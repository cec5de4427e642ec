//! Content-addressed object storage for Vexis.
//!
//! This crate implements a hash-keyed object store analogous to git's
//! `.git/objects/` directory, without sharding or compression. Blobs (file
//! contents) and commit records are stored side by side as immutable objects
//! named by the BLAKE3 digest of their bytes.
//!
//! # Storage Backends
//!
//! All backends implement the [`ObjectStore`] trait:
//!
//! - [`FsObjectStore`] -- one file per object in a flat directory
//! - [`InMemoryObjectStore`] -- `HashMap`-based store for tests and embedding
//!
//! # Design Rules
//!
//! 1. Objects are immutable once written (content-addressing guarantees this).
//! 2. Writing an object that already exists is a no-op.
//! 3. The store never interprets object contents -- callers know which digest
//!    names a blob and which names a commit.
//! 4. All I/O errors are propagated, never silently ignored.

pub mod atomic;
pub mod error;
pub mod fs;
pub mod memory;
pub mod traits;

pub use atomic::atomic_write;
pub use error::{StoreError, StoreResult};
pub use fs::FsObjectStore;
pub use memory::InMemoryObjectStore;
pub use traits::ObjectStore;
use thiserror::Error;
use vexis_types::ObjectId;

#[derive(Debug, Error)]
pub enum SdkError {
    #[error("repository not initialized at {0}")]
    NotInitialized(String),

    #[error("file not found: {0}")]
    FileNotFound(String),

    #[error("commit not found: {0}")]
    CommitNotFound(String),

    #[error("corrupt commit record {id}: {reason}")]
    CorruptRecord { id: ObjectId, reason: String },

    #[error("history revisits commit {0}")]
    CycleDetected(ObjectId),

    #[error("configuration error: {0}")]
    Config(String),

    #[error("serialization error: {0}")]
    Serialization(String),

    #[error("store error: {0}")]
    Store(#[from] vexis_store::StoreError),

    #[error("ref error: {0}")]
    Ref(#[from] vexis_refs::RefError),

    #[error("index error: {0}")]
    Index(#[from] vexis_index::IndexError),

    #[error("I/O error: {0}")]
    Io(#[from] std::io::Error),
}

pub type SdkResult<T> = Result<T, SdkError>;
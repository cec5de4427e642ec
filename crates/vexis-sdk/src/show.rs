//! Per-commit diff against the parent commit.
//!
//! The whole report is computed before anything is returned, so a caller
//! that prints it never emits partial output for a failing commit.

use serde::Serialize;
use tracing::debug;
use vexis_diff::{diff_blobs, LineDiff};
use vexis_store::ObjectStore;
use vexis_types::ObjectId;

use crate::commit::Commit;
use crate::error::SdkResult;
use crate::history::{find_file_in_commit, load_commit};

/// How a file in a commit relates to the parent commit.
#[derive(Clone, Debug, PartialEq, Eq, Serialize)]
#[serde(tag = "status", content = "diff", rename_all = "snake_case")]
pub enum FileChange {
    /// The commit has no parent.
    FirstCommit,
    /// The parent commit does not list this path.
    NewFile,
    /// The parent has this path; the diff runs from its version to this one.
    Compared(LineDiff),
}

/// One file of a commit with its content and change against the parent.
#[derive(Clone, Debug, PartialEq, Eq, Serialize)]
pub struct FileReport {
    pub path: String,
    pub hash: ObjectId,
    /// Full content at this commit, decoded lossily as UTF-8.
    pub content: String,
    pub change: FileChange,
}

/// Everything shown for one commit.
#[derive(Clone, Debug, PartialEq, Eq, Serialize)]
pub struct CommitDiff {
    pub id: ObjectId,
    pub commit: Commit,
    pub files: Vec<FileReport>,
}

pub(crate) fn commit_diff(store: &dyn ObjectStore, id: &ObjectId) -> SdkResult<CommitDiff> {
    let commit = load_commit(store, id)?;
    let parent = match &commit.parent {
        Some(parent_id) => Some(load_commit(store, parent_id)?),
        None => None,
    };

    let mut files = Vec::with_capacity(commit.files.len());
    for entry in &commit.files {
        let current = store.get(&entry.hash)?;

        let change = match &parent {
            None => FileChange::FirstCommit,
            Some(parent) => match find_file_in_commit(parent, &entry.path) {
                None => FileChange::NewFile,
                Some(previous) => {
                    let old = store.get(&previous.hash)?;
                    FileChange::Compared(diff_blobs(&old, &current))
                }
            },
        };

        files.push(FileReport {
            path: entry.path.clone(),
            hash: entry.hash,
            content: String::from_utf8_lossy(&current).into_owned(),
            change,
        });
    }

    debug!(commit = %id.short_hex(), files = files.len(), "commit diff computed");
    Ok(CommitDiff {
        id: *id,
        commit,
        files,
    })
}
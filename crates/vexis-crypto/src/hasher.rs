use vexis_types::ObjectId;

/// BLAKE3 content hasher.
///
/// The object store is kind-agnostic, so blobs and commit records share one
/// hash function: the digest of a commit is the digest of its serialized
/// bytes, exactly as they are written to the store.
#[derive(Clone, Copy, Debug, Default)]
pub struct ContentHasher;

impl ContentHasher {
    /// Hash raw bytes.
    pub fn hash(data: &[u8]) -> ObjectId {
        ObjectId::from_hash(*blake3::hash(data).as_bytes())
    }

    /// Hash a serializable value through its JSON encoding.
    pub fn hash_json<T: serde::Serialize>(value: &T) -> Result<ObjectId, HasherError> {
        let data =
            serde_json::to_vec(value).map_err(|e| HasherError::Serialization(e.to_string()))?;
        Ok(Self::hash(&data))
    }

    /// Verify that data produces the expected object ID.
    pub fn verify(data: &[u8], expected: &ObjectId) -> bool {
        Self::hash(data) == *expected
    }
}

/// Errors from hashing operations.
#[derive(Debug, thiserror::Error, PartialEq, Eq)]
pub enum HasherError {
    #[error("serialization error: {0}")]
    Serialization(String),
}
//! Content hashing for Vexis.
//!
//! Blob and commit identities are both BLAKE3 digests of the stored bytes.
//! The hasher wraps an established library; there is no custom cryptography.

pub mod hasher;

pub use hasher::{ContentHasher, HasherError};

========

Read the entries and select each line where the word "Compared" is found.

| TASK ANSWER |
    Compared(LineDiff),
                    FileChange::Compared(diff_blobs(&old, &current))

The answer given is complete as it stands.